Top of Input
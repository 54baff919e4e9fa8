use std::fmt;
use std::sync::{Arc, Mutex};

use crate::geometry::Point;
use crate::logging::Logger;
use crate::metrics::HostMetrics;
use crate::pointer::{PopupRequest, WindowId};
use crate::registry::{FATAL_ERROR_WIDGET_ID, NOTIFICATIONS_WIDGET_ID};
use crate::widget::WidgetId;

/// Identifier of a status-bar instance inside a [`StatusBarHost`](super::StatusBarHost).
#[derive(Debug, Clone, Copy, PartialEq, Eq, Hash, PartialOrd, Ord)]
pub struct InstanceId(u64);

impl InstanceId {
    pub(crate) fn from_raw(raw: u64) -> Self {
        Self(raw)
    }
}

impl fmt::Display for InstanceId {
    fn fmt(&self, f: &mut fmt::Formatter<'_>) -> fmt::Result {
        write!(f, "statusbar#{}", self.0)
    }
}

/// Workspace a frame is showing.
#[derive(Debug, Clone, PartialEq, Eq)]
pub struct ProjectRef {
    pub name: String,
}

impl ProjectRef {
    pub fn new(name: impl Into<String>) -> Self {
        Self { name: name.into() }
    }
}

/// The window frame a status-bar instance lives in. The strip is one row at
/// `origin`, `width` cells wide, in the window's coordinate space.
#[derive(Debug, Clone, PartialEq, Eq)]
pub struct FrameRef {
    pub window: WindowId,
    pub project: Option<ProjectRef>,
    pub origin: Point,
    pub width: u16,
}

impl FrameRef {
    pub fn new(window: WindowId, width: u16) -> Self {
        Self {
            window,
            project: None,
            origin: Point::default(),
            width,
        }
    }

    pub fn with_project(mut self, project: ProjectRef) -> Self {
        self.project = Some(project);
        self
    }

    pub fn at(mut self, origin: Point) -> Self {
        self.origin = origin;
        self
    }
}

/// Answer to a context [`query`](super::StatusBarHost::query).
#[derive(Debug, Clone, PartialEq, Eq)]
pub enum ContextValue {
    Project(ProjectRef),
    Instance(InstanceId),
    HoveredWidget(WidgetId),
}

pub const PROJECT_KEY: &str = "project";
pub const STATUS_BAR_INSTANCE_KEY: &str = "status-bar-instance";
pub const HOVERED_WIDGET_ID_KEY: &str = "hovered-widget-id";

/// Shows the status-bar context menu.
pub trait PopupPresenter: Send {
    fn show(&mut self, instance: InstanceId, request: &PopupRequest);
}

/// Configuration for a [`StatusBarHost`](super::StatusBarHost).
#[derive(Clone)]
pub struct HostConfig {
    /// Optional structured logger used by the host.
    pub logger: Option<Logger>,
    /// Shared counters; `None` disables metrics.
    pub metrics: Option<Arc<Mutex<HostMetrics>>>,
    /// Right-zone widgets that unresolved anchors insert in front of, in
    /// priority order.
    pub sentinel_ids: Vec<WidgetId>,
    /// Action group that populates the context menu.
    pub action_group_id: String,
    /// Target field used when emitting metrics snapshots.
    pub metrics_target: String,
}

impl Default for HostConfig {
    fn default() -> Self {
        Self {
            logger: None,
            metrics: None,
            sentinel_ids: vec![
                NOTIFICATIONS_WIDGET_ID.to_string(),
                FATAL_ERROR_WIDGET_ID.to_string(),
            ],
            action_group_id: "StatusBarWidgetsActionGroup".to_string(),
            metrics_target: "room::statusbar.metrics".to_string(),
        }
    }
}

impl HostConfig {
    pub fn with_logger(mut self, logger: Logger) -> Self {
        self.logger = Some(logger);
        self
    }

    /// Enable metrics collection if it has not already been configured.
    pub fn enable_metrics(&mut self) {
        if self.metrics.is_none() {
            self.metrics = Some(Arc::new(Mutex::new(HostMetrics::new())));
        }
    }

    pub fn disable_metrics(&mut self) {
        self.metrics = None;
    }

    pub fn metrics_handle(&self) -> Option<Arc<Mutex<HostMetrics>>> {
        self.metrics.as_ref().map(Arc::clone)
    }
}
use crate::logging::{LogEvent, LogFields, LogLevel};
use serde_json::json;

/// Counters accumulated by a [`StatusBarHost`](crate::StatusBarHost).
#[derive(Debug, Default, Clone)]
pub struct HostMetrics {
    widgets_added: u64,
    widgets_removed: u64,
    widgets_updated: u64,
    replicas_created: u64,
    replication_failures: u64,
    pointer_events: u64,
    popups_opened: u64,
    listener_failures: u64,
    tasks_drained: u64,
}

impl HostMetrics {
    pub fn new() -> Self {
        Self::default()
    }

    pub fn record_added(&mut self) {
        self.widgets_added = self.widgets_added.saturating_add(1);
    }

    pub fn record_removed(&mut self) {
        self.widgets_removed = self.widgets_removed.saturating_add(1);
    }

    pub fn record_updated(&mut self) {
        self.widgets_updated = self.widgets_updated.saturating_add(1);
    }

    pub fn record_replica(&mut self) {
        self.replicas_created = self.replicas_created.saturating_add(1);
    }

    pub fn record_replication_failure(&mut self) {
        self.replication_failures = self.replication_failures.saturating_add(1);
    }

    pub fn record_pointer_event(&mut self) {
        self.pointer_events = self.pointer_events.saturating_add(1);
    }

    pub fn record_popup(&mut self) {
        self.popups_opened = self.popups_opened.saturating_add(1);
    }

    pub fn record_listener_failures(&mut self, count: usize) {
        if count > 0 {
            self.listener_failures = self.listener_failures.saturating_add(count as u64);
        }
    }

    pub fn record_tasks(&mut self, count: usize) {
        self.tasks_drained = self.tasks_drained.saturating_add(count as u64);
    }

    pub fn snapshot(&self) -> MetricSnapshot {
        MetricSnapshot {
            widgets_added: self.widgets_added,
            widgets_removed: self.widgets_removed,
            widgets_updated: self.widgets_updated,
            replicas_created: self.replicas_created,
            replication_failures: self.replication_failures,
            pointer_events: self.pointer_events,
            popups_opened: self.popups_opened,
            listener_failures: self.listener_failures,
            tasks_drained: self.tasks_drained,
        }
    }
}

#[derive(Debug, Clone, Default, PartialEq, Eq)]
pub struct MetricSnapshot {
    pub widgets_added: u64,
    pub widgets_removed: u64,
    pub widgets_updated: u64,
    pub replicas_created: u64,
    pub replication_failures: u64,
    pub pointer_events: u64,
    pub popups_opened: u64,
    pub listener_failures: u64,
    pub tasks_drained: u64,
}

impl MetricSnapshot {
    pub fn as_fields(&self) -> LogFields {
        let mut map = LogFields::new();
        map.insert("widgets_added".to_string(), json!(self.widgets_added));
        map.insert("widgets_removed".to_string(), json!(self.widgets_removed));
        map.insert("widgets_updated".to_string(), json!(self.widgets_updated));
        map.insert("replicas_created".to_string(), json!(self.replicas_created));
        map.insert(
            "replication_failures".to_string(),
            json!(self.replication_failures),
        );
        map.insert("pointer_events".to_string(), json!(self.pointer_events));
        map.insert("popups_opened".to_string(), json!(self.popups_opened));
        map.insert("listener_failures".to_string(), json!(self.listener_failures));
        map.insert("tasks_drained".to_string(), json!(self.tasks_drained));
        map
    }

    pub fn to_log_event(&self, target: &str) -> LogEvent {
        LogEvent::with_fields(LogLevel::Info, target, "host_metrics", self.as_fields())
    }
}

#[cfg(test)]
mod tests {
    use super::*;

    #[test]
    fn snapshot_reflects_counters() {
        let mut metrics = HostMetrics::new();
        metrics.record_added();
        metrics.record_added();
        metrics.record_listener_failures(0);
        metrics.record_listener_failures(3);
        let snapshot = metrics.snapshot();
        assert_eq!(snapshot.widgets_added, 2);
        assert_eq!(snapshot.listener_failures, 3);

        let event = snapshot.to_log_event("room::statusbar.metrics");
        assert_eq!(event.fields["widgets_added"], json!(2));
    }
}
Bottom of Input
Task to carry out: Copy out each line of the records where the string "usize" appears.

Task solution:
    pub fn record_listener_failures(&mut self, count: usize) {
    pub fn record_tasks(&mut self, count: usize) {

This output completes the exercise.